# ASSIGNMENT
Copy exactly the lines from the start of the data below through the one that carries "use serde_json::json;", and only those.

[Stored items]

◆ ◆ ◆ ◆ ◆

// crates/arbiter-core/src/runtime/pipeline.rs
// ============================================================================
// Module: Arbiter Judgment Pipeline
// Description: The score, persist, chain, publish path for one item.
// Purpose: Coordinate the judge, persistence, chain, and event bus.
// Dependencies: crate::core, crate::interfaces, crate::judge, crate::runtime
// ============================================================================

//! ## Overview
//! The pipeline owns no durable state; it coordinates. Once the judgment is
//! stored the caller's request succeeds: chain sealing is asynchronous and
//! self-healing, and event publication failures only increment a counter.
//! Invariants:
//! - Scoring errors surface as invalid input; storage errors surface as-is.
//! - The `judgment` event carries the provenance of any triggering rules.

// ============================================================================
// SECTION: Imports
// ============================================================================

use std::collections::BTreeMap;
use std::sync::Arc;
use std::sync::atomic::AtomicU64;
use std::sync::atomic::Ordering;

use serde::Serialize;
use serde_json::json;
use thiserror::Error;

use crate::core::Axiom;
use crate::core::BusEvent;
use crate::core::Item;
use crate::core::JudgmentId;
use crate::core::SessionId;
use crate::core::Topic;
use crate::core::TriggerId;
use crate::core::UserId;
use crate::core::Verdict;
use crate::core::Weakness;
use crate::core::time::TimestampMs;
use crate::interfaces::PersistenceError;
use crate::interfaces::SharedPersistence;
use crate::judge::Judge;
use crate::judge::JudgeError;
use crate::judge::ScoringContext;
use crate::runtime::chain::ChainManager;
use crate::runtime::chain::SealRequest;
use crate::runtime::bus::EventBus;
use crate::runtime::learning::LearningEngine;

// ============================================================================
// SECTION: Request Context
// ============================================================================

/// Caller identity attached to stored judgments.
#[derive(Debug, Clone, Default)]
pub struct PipelineCaller {
    /// Optional user isolation key.
    pub user_id: Option<UserId>,
    /// Optional session isolation key.
    pub session_id: Option<SessionId>,
}

/// Per-call scoring context.
#[derive(Debug, Clone, Default)]
pub struct CallContext {
    /// Optional knowledge prior in [0, 1].
    pub prior: Option<f64>,
    /// Triggers that led to this call; carried onto the published event.
    pub provenance: Vec<TriggerId>,
}

// ============================================================================
// SECTION: Receipt
// ============================================================================

/// Result returned to the caller after a successful judgment.
#[derive(Debug, Clone, Serialize)]
pub struct JudgmentReceipt {
    /// Stored judgment identifier.
    pub id: JudgmentId,
    /// Composite score in 0..=100.
    pub q_score: u8,
    /// Verdict band.
    pub verdict: Verdict,
    /// Capped confidence.
    pub confidence: f64,
    /// Aggregated axiom scores.
    pub axiom_scores: BTreeMap<Axiom, f64>,
    /// Dimensions below the concern threshold.
    pub weaknesses: Vec<Weakness>,
    /// Storage timestamp.
    pub created_at: TimestampMs,
}

// ============================================================================
// SECTION: Errors
// ============================================================================

/// Pipeline errors surfaced to callers.
///
/// # Invariants
/// - Variants are stable for programmatic handling.
#[derive(Debug, Error)]
pub enum PipelineError {
    /// Item was malformed.
    #[error("invalid input: {0}")]
    InvalidInput(String),
    /// Persistence failed before the judgment became durable.
    #[error(transparent)]
    Storage(#[from] PersistenceError),
}

impl From<JudgeError> for PipelineError {
    fn from(error: JudgeError) -> Self {
        match error {
            JudgeError::InvalidInput(message) => Self::InvalidInput(message),
        }
    }
}

// ============================================================================
// SECTION: Pipeline
// ============================================================================

/// Coordinator for the judgment request path.
pub struct JudgmentPipeline {
    /// Deterministic scorer.
    judge: Judge,
    /// Durable store.
    persistence: SharedPersistence,
    /// Chain manager receiving sealed judgment references.
    chain: Arc<ChainManager>,
    /// Event bus for `judgment` events.
    bus: EventBus,
    /// Learning loop supplying scoring snapshots.
    learning: Arc<LearningEngine>,
    /// Chain enqueue failures (closed queue); judgments stay durable.
    chain_enqueue_failures: AtomicU64,
}

impl JudgmentPipeline {
    /// Creates the pipeline.
    #[must_use]
    pub fn new(
        judge: Judge,
        persistence: SharedPersistence,
        chain: Arc<ChainManager>,
        bus: EventBus,
        learning: Arc<LearningEngine>,
    ) -> Self {
        Self {
            judge,
            persistence,
            chain,
            bus,
            learning,
            chain_enqueue_failures: AtomicU64::new(0),
        }
    }

    /// Returns the configured judge.
    #[must_use]
    pub const fn judge_config(&self) -> &Judge {
        &self.judge
    }

    /// Evaluates one item: score, persist, enqueue for sealing, publish.
    ///
    /// # Errors
    ///
    /// Returns [`PipelineError::InvalidInput`] for malformed items and
    /// [`PipelineError::Storage`] when the judgment could not be stored.
    /// Chain and event failures never fail the call.
    pub async fn judge(
        &self,
        item: &Item,
        context: CallContext,
        caller: PipelineCaller,
    ) -> Result<JudgmentReceipt, PipelineError> {
        let scoring = ScoringContext {
            learning: Some(self.learning.snapshot()),
            prior: context.prior,
        };
        let draft = self.judge.score(item, &scoring)?;
        let judgment = self.persistence.store_judgment(
            &draft,
            caller.user_id.as_ref(),
            caller.session_id.as_ref(),
        )?;

        let seal = SealRequest {
            id: judgment.id.clone(),
            q_score: judgment.q_score,
            verdict: judgment.verdict,
            created_at: judgment.created_at,
        };
        if self.chain.add_judgment(seal).await.is_err() {
            self.chain_enqueue_failures.fetch_add(1, Ordering::SeqCst);
        }

        self.bus.publish_event(BusEvent::with_provenance(
            Topic::Judgment,
            json!({
                "id": judgment.id,
                "q_score": judgment.q_score,
                "verdict": judgment.verdict,
                "confidence": judgment.confidence,
                "item_type": judgment.item_type,
                "timestamp": judgment.created_at,
            }),
            context.provenance,
        ));

        Ok(JudgmentReceipt {
            id: judgment.id,
            q_score: judgment.q_score,
            verdict: judgment.verdict,
            confidence: judgment.confidence,
            axiom_scores: judgment.axiom_scores,
            weaknesses: judgment.weaknesses,
            created_at: judgment.created_at,
        })
    }

    /// Returns the number of chain enqueue failures observed.
    #[must_use]
    pub fn chain_enqueue_failures(&self) -> u64 {
        self.chain_enqueue_failures.load(Ordering::SeqCst)
    }
}

// ============================================================================
// SECTION: Tests
// ============================================================================

#[cfg(test)]
mod tests {
    #![allow(
        clippy::panic,
        clippy::unwrap_used,
        clippy::expect_used,
        reason = "Test-only panic-based assertions are permitted."
    )]

    use std::sync::Arc;

    use serde_json::Value;

    use super::CallContext;
    use super::JudgmentPipeline;
    use super::PipelineCaller;
    use super::PipelineError;
    use crate::core::Item;
    use crate::core::ItemType;
    use crate::core::Topic;
    use crate::core::UserId;
    use crate::interfaces::SharedPersistence;
    use crate::judge::Judge;
    use crate::runtime::bus::EventBus;
    use crate::runtime::chain::ChainConfig;
    use crate::runtime::chain::ChainManager;
    use crate::runtime::learning::LearningConfig;
    use crate::runtime::learning::LearningEngine;
    use crate::runtime::memory::MemoryPersistence;

    fn build_pipeline() -> (JudgmentPipeline, SharedPersistence, EventBus) {
        let persistence: SharedPersistence = Arc::new(MemoryPersistence::new());
        let bus = EventBus::default();
        let chain = Arc::new(
            ChainManager::new(Arc::clone(&persistence), bus.clone(), ChainConfig {
                batch_size: 100,
                flush_interval_ms: 60_000,
                max_queue_size: 1_000,
            })
            .expect("chain"),
        );
        let learning = Arc::new(
            LearningEngine::new(Arc::clone(&persistence), LearningConfig::default())
                .expect("learning"),
        );
        let pipeline = JudgmentPipeline::new(
            Judge::default(),
            Arc::clone(&persistence),
            chain,
            bus.clone(),
            learning,
        );
        (pipeline, persistence, bus)
    }

    #[tokio::test(flavor = "multi_thread")]
    async fn judge_persists_and_publishes() {
        let (pipeline, persistence, bus) = build_pipeline();
        let subscription = bus.subscribe(&[Topic::Judgment]);
        let receipt = pipeline
            .judge(
                &Item::new(ItemType::Note, "hello"),
                CallContext::default(),
                PipelineCaller {
                    user_id: Some(UserId::new("u-1")),
                    session_id: None,
                },
            )
            .await
            .expect("receipt");
        assert!(receipt.q_score <= 100);
        assert!(receipt.confidence <= 0.618);

        let stored =
            persistence.judgment(&receipt.id).expect("load").expect("judgment present");
        assert_eq!(stored.user_id.as_ref().map(ToString::to_string), Some("u-1".to_string()));
        assert_eq!(stored.block_slot, None, "sealing is asynchronous");

        let event = subscription.recv().await.expect("judgment event");
        assert_eq!(event.payload["id"], Value::String(receipt.id.to_string()));
        assert_eq!(event.payload["q_score"], receipt.q_score);
    }

    #[tokio::test(flavor = "multi_thread")]
    async fn invalid_items_do_not_touch_storage() {
        let (pipeline, persistence, _bus) = build_pipeline();
        let result = pipeline
            .judge(
                &Item::new(ItemType::Note, ""),
                CallContext::default(),
                PipelineCaller::default(),
            )
            .await;
        assert!(matches!(result, Err(PipelineError::InvalidInput(_))));
        assert!(persistence.recent_judgments(10).expect("recent").is_empty());
    }

    #[tokio::test(flavor = "multi_thread")]
    async fn provenance_is_carried_onto_events() {
        let (pipeline, _persistence, bus) = build_pipeline();
        let subscription = bus.subscribe(&[Topic::Judgment]);
        let context = CallContext {
            prior: None,
            provenance: vec![crate::core::TriggerId::new("t-1")],
        };
        pipeline
            .judge(&Item::new(ItemType::Note, "hello"), context, PipelineCaller::default())
            .await
            .expect("receipt");
        let event = subscription.recv().await.expect("event");
        assert_eq!(event.provenance.len(), 1);
        assert_eq!(event.provenance[0].as_str(), "t-1");
    }
}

◆ ◆ ◆ ◆ ◆

# EXPECTED ANSWER
// crates/arbiter-core/src/runtime/pipeline.rs
// ============================================================================
// Module: Arbiter Judgment Pipeline
// Description: The score, persist, chain, publish path for one item.
// Purpose: Coordinate the judge, persistence, chain, and event bus.
// Dependencies: crate::core, crate::interfaces, crate::judge, crate::runtime
// ============================================================================

//! ## Overview
//! The pipeline owns no durable state; it coordinates. Once the judgment is
//! stored the caller's request succeeds: chain sealing is asynchronous and
//! self-healing, and event publication failures only increment a counter.
//! Invariants:
//! - Scoring errors surface as invalid input; storage errors surface as-is.
//! - The `judgment` event carries the provenance of any triggering rules.

// ============================================================================
// SECTION: Imports
// ============================================================================

use std::collections::BTreeMap;
use std::sync::Arc;
use std::sync::atomic::AtomicU64;
use std::sync::atomic::Ordering;

use serde::Serialize;
use serde_json::json;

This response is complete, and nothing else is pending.